(Beginning of Given entries)

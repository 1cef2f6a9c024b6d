//! 설정 화면.

pub mod nginx_config;
pub mod restart_notice;
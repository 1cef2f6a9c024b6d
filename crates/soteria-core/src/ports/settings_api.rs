//! 시스템 설정 API 포트.
//!
//! 구현: `soteria-network` crate (`ApiManager`)

use async_trait::async_trait;

use crate::error::CoreError;
use crate::models::nginx::NginxConfig;

/// nginx 설정 화면이 사용하는 API
#[async_trait]
pub trait SettingsApi: Send + Sync {
    /// 현재 nginx 설정 조회 (기본 템플릿 + 사용자 정의 값)
    async fn get_nginx_config(&self) -> Result<NginxConfig, CoreError>;

    /// 사용자 정의 값 저장
    ///
    /// 성공하면 서버가 nginx를 재구성하고 서비스를 재시작한다.
    async fn set_nginx_config(
        &self,
        custom_base: &str,
        custom_soteria: &str,
    ) -> Result<(), CoreError>;
}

(End of Given entries)

■ Task instructions ■
This calls for repeating all of the records, character for character.

■ Result of the exercise ■
repository 1cef2f6a9c024b6d
//! 설정 화면.

pub mod nginx_config;
pub mod restart_notice;
repository 1cef2f6a9c024b6d
filename crates/soteria-core/src/ports/settings_api.rs
//! 시스템 설정 API 포트.
//!
//! 구현: `soteria-network` crate (`ApiManager`)

use async_trait::async_trait;

use crate::error::CoreError;
use crate::models::nginx::NginxConfig;

/// nginx 설정 화면이 사용하는 API
#[async_trait]
pub trait SettingsApi: Send + Sync {
    /// 현재 nginx 설정 조회 (기본 템플릿 + 사용자 정의 값)
    async fn get_nginx_config(&self) -> Result<NginxConfig, CoreError>;

    /// 사용자 정의 값 저장
    ///
    /// 성공하면 서버가 nginx를 재구성하고 서비스를 재시작한다.
    async fn set_nginx_config(
        &self,
        custom_base: &str,
        custom_soteria: &str,
    ) -> Result<(), CoreError>;
}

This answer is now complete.